**Your task**
Please write out, exactly as they appear, the line containing "pub fn observe(&self, meta: &MetaEvent)" and every line after it to the end of the records, and nothing more.

───── Information supplied

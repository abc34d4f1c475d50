// src/onebot/mod.rs
//! Granica z platformą czatu (OneBot v11): model zdarzeń, akcje wychodzące, webhook.

use std::sync::atomic::{AtomicBool, Ordering};

use async_trait::async_trait;
use tracing::{info, warn};

use crate::error::TransportError;

pub mod event;
pub mod http;
pub mod webhook;

pub use event::{ForwardNode, GroupMessage, InboundEvent, MediaRef, MessageId, MetaEvent, Segment};

/// Akcje, których silnik potrzebuje od platformy.
/// Bezstanowy klient współdzielony (Arc) przez detektory i scheduler ciszy nocnej.
#[async_trait]
pub trait GroupActions: Send + Sync {
    /// `false` → "nie da się działać": pomijamy cykl i próbujemy przy następnym zdarzeniu/ticku.
    fn is_available(&self) -> bool;

    /// Zwraca id wysłanej wiadomości (jeśli platforma je podała).
    async fn send_group_msg(&self, group_id: i64, text: &str) -> Result<Option<MessageId>, TransportError>;

    async fn delete_msg(&self, message_id: MessageId) -> Result<(), TransportError>;

    async fn set_group_ban(&self, group_id: i64, user_id: i64, duration_secs: u64) -> Result<(), TransportError>;

    async fn set_group_whole_ban(&self, group_id: i64, enable: bool) -> Result<(), TransportError>;

    async fn get_forward_msg(&self, forward_id: &str) -> Result<Vec<ForwardNode>, TransportError>;
}

/// Stan połączenia z gatewayem, aktualizowany z meta-eventów (lifecycle/heartbeat).
#[derive(Debug)]
pub struct PlatformStatus {
    online: AtomicBool,
}

impl Default for PlatformStatus {
    fn default() -> Self {
        // zakładamy "online" dopóki gateway nie powie inaczej
        Self {
            online: AtomicBool::new(true),
        }
    }
}

impl PlatformStatus {
    pub fn is_online(&self) -> bool {
        self.online.load(Ordering::Relaxed)
    }

    pub fn set_online(&self, online: bool) {
        let prev = self.online.swap(online, Ordering::Relaxed);
        if prev != online {
            if online {
                info!("onebot gateway is online");
            } else {
                warn!("onebot gateway went offline");
            }
        }
    }

    /// lifecycle: connect/enable → online, disable → offline; heartbeat: status.online.
    pub fn observe(&self, meta: &MetaEvent) {
        match meta.meta_event_type.as_str() {
            "lifecycle" => match meta.sub_type.as_deref() {
                Some("connect") | Some("enable") => self.set_online(true),
                Some("disable") => self.set_online(false),
                _ => {}
            },
            "heartbeat" => {
                if let Some(online) = meta
                    .status
                    .as_ref()
                    .and_then(|s| s.get("online"))
                    .and_then(|v| v.as_bool())
                {
                    self.set_online(online);
                }
            }
            _ => {}
        }
    }
}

──────────

**Exercise answer**
    pub fn observe(&self, meta: &MetaEvent) {
        match meta.meta_event_type.as_str() {
            "lifecycle" => match meta.sub_type.as_deref() {
                Some("connect") | Some("enable") => self.set_online(true),
                Some("disable") => self.set_online(false),
                _ => {}
            },
            "heartbeat" => {
                if let Some(online) = meta
                    .status
                    .as_ref()
                    .and_then(|s| s.get("online"))
                    .and_then(|v| v.as_bool())
                {
                    self.set_online(online);
                }
            }
            _ => {}
        }
    }
}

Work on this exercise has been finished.